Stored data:
//! Media items and category grouping
//!
//! A [`GroupedCatalog`] is a snapshot: it is built wholesale from a fetched
//! list and replaced, never edited, when new content arrives.

use sanity_client::documents::{PhotoDocument, VideoDocument};
use sanity_client::{ImageField, Slug};
use serde::{Deserialize, Serialize};

/// Group used for items whose category is missing or blank
pub const UNCATEGORIZED: &str = "Uncategorized";

/// Displayable asset behind a media item
#[derive(Debug, Clone, PartialEq, Serialize, Deserialize)]
#[serde(tag = "kind", rename_all = "lowercase")]
pub enum MediaRef {
    /// Image asset, resolved through the image URL builder
    Image(ImageField),
    /// Hosted video
    Video {
        /// Hosting provider id
        vimeo_id: String,
    },
    /// Record without a usable asset
    Missing,
}

/// Immutable media record
#[derive(Debug, Clone, PartialEq, Serialize, Deserialize)]
pub struct MediaItem {
    /// Stable document id
    pub id: String,
    /// Display title
    pub title: String,
    /// Grouping label as stored; see [`MediaItem::group_key`]
    pub category: Option<String>,
    /// Deep-link slug, absent on legacy records
    pub slug: Option<Slug>,
    /// Underlying asset
    pub media_ref: MediaRef,
}

impl MediaItem {
    /// Group this item belongs to
    pub fn group_key(&self) -> &str {
        match self.category.as_deref() {
            Some(c) if !c.trim().is_empty() => c,
            _ => UNCATEGORIZED,
        }
    }

    /// Whether the item can be addressed by URL
    pub fn is_deep_linkable(&self) -> bool {
        self.slug.is_some()
    }
}

impl From<PhotoDocument> for MediaItem {
    fn from(doc: PhotoDocument) -> Self {
        let slug = doc.slug.as_ref().and_then(|s| s.slug());
        let media_ref = match doc.image {
            Some(image) if image.asset.is_some() => MediaRef::Image(image),
            _ => MediaRef::Missing,
        };
        Self {
            id: doc.id,
            title: doc.title.unwrap_or_default(),
            category: doc.category,
            slug,
            media_ref,
        }
    }
}

impl From<VideoDocument> for MediaItem {
    fn from(doc: VideoDocument) -> Self {
        let slug = doc.slug.as_ref().and_then(|s| s.slug());
        let media_ref = match doc.vimeo_id {
            Some(vimeo_id) if !vimeo_id.is_empty() => MediaRef::Video { vimeo_id },
            _ => MediaRef::Missing,
        };
        Self {
            id: doc.id,
            title: doc.title.unwrap_or_default(),
            category: None,
            slug,
            media_ref,
        }
    }
}

/// Items partitioned by category, in first-seen order
#[derive(Debug, Clone, Default, PartialEq, Serialize, Deserialize)]
pub struct GroupedCatalog {
    groups: Vec<(String, Vec<MediaItem>)>,
}

/// Partition `items` by [`MediaItem::group_key`]
///
/// Categories appear in the order they are first seen; items keep their
/// source order within a category. Nothing is sorted or de-duplicated.
pub fn group_items(items: Vec<MediaItem>) -> GroupedCatalog {
    let mut groups: Vec<(String, Vec<MediaItem>)> = Vec::new();
    for item in items {
        let key = item.group_key().to_string();
        match groups.iter_mut().find(|(name, _)| *name == key) {
            Some((_, bucket)) => bucket.push(item),
            None => groups.push((key, vec![item])),
        }
    }
    GroupedCatalog { groups }
}

impl GroupedCatalog {
    /// Build a snapshot from a flat list
    pub fn from_items(items: Vec<MediaItem>) -> Self {
        group_items(items)
    }

    /// Groups in iteration order
    pub fn groups(&self) -> impl Iterator<Item = (&str, &[MediaItem])> {
        self.groups.iter().map(|(n, items)| (n.as_str(), items.as_slice()))
    }

    /// Group names in iteration order
    pub fn group_names(&self) -> impl Iterator<Item = &str> {
        self.groups.iter().map(|(n, _)| n.as_str())
    }

    /// Items of one group
    pub fn group(&self, name: &str) -> Option<&[MediaItem]> {
        self.groups
            .iter()
            .find(|(n, _)| n == name)
            .map(|(_, items)| items.as_slice())
    }

    /// Number of items in a group, 0 when the group does not exist
    pub fn group_len(&self, name: &str) -> usize {
        self.group(name).map_or(0, <[MediaItem]>::len)
    }

    /// Item at `index` of `group`
    pub fn item(&self, group: &str, index: usize) -> Option<&MediaItem> {
        self.group(group).and_then(|items| items.get(index))
    }

    /// Locate a slug across all groups
    pub fn find_slug(&self, slug: &str) -> Option<(&str, usize)> {
        self.groups.iter().find_map(|(name, items)| {
            items
                .iter()
                .position(|item| item.slug.as_ref().is_some_and(|s| s.as_str() == slug))
                .map(|idx| (name.as_str(), idx))
        })
    }

    /// Total number of items
    pub fn len(&self) -> usize {
        self.groups.iter().map(|(_, items)| items.len()).sum()
    }

    /// Whether the catalog holds no items
    pub fn is_empty(&self) -> bool {
        self.groups.is_empty()
    }

    /// All items, group by group
    pub fn flatten(&self) -> impl Iterator<Item = &MediaItem> {
        self.groups.iter().flat_map(|(_, items)| items.iter())
    }
}
//! Portfolio site core
//!
//! Ties the content client, the gallery state and the gallery interface
//! together:
//! - [`config`] - Site configuration with JSON overrides
//! - [`logging`] - Tracing subscriber bootstrap
//! - [`page`] - Gallery page controller (fetch, group, navigate, address, view)
//! - [`content`] - Loaders for the landing, developer and about pages
//!
//! # Example
//!
//! ```rust,no_run
//! use app_state::PhotoFetcher;
//! use app_ui::{KeyboardHost, ListenerId, MemoryHistory, Section};
//! use portfolio::{init_tracing, GalleryPage, SiteConfig};
//! use sanity_client::SanityClient;
//!
//! struct NoKeys;
//!
//! impl KeyboardHost for NoKeys {
//!     fn add_listener(&mut self) -> ListenerId {
//!         ListenerId(0)
//!     }
//!     fn remove_listener(&mut self, _id: ListenerId) {}
//! }
//!
//! #[tokio::main]
//! async fn main() -> anyhow::Result<()> {
//!     init_tracing();
//!     let config = SiteConfig::default();
//!     let client = SanityClient::new(config.sanity.clone())?;
//!
//!     let mut page = GalleryPage::new(
//!         Section::Photos,
//!         PhotoFetcher::new(client),
//!         MemoryHistory::new("/photos"),
//!         NoKeys,
//!         &config,
//!     );
//!     page.load().await;
//!     println!("{}", page.meta().title);
//!     Ok(())
//! }
//! ```

#![warn(missing_docs)]
#![warn(clippy::all)]

pub mod config;
pub mod content;
pub mod logging;
pub mod page;

pub use config::SiteConfig;
pub use content::{load_about, load_developer_projects, load_featured_video, AboutContent, FeaturedVideo};
pub use logging::init_tracing;
pub use page::{GalleryPage, LoadRequest};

Assignment: Each record is to be repeated word for word, with none skipped.

Task solution:
//! Media items and category grouping
//!
//! A [`GroupedCatalog`] is a snapshot: it is built wholesale from a fetched
//! list and replaced, never edited, when new content arrives.

use sanity_client::documents::{PhotoDocument, VideoDocument};
use sanity_client::{ImageField, Slug};
use serde::{Deserialize, Serialize};

/// Group used for items whose category is missing or blank
pub const UNCATEGORIZED: &str = "Uncategorized";

/// Displayable asset behind a media item
#[derive(Debug, Clone, PartialEq, Serialize, Deserialize)]
#[serde(tag = "kind", rename_all = "lowercase")]
pub enum MediaRef {
    /// Image asset, resolved through the image URL builder
    Image(ImageField),
    /// Hosted video
    Video {
        /// Hosting provider id
        vimeo_id: String,
    },
    /// Record without a usable asset
    Missing,
}

/// Immutable media record
#[derive(Debug, Clone, PartialEq, Serialize, Deserialize)]
pub struct MediaItem {
    /// Stable document id
    pub id: String,
    /// Display title
    pub title: String,
    /// Grouping label as stored; see [`MediaItem::group_key`]
    pub category: Option<String>,
    /// Deep-link slug, absent on legacy records
    pub slug: Option<Slug>,
    /// Underlying asset
    pub media_ref: MediaRef,
}

impl MediaItem {
    /// Group this item belongs to
    pub fn group_key(&self) -> &str {
        match self.category.as_deref() {
            Some(c) if !c.trim().is_empty() => c,
            _ => UNCATEGORIZED,
        }
    }

    /// Whether the item can be addressed by URL
    pub fn is_deep_linkable(&self) -> bool {
        self.slug.is_some()
    }
}

impl From<PhotoDocument> for MediaItem {
    fn from(doc: PhotoDocument) -> Self {
        let slug = doc.slug.as_ref().and_then(|s| s.slug());
        let media_ref = match doc.image {
            Some(image) if image.asset.is_some() => MediaRef::Image(image),
            _ => MediaRef::Missing,
        };
        Self {
            id: doc.id,
            title: doc.title.unwrap_or_default(),
            category: doc.category,
            slug,
            media_ref,
        }
    }
}

impl From<VideoDocument> for MediaItem {
    fn from(doc: VideoDocument) -> Self {
        let slug = doc.slug.as_ref().and_then(|s| s.slug());
        let media_ref = match doc.vimeo_id {
            Some(vimeo_id) if !vimeo_id.is_empty() => MediaRef::Video { vimeo_id },
            _ => MediaRef::Missing,
        };
        Self {
            id: doc.id,
            title: doc.title.unwrap_or_default(),
            category: None,
            slug,
            media_ref,
        }
    }
}

/// Items partitioned by category, in first-seen order
#[derive(Debug, Clone, Default, PartialEq, Serialize, Deserialize)]
pub struct GroupedCatalog {
    groups: Vec<(String, Vec<MediaItem>)>,
}

/// Partition `items` by [`MediaItem::group_key`]
///
/// Categories appear in the order they are first seen; items keep their
/// source order within a category. Nothing is sorted or de-duplicated.
pub fn group_items(items: Vec<MediaItem>) -> GroupedCatalog {
    let mut groups: Vec<(String, Vec<MediaItem>)> = Vec::new();
    for item in items {
        let key = item.group_key().to_string();
        match groups.iter_mut().find(|(name, _)| *name == key) {
            Some((_, bucket)) => bucket.push(item),
            None => groups.push((key, vec![item])),
        }
    }
    GroupedCatalog { groups }
}

impl GroupedCatalog {
    /// Build a snapshot from a flat list
    pub fn from_items(items: Vec<MediaItem>) -> Self {
        group_items(items)
    }

    /// Groups in iteration order
    pub fn groups(&self) -> impl Iterator<Item = (&str, &[MediaItem])> {
        self.groups.iter().map(|(n, items)| (n.as_str(), items.as_slice()))
    }

    /// Group names in iteration order
    pub fn group_names(&self) -> impl Iterator<Item = &str> {
        self.groups.iter().map(|(n, _)| n.as_str())
    }

    /// Items of one group
    pub fn group(&self, name: &str) -> Option<&[MediaItem]> {
        self.groups
            .iter()
            .find(|(n, _)| n == name)
            .map(|(_, items)| items.as_slice())
    }

    /// Number of items in a group, 0 when the group does not exist
    pub fn group_len(&self, name: &str) -> usize {
        self.group(name).map_or(0, <[MediaItem]>::len)
    }

    /// Item at `index` of `group`
    pub fn item(&self, group: &str, index: usize) -> Option<&MediaItem> {
        self.group(group).and_then(|items| items.get(index))
    }

    /// Locate a slug across all groups
    pub fn find_slug(&self, slug: &str) -> Option<(&str, usize)> {
        self.groups.iter().find_map(|(name, items)| {
            items
                .iter()
                .position(|item| item.slug.as_ref().is_some_and(|s| s.as_str() == slug))
                .map(|idx| (name.as_str(), idx))
        })
    }

    /// Total number of items
    pub fn len(&self) -> usize {
        self.groups.iter().map(|(_, items)| items.len()).sum()
    }

    /// Whether the catalog holds no items
    pub fn is_empty(&self) -> bool {
        self.groups.is_empty()
    }

    /// All items, group by group
    pub fn flatten(&self) -> impl Iterator<Item = &MediaItem> {
        self.groups.iter().flat_map(|(_, items)| items.iter())
    }
}
//! Portfolio site core
//!
//! Ties the content client, the gallery state and the gallery interface
//! together:
//! - [`config`] - Site configuration with JSON overrides
//! - [`logging`] - Tracing subscriber bootstrap
//! - [`page`] - Gallery page controller (fetch, group, navigate, address, view)
//! - [`content`] - Loaders for the landing, developer and about pages
//!
//! # Example
//!
//! ```rust,no_run
//! use app_state::PhotoFetcher;
//! use app_ui::{KeyboardHost, ListenerId, MemoryHistory, Section};
//! use portfolio::{init_tracing, GalleryPage, SiteConfig};
//! use sanity_client::SanityClient;
//!
//! struct NoKeys;
//!
//! impl KeyboardHost for NoKeys {
//!     fn add_listener(&mut self) -> ListenerId {
//!         ListenerId(0)
//!     }
//!     fn remove_listener(&mut self, _id: ListenerId) {}
//! }
//!
//! #[tokio::main]
//! async fn main() -> anyhow::Result<()> {
//!     init_tracing();
//!     let config = SiteConfig::default();
//!     let client = SanityClient::new(config.sanity.clone())?;
//!
//!     let mut page = GalleryPage::new(
//!         Section::Photos,
//!         PhotoFetcher::new(client),
//!         MemoryHistory::new("/photos"),
//!         NoKeys,
//!         &config,
//!     );
//!     page.load().await;
//!     println!("{}", page.meta().title);
//!     Ok(())
//! }
//! ```

#![warn(missing_docs)]
#![warn(clippy::all)]

pub mod config;
pub mod content;
pub mod logging;
pub mod page;

pub use config::SiteConfig;
pub use content::{load_about, load_developer_projects, load_featured_video, AboutContent, FeaturedVideo};
pub use logging::init_tracing;
pub use page::{GalleryPage, LoadRequest};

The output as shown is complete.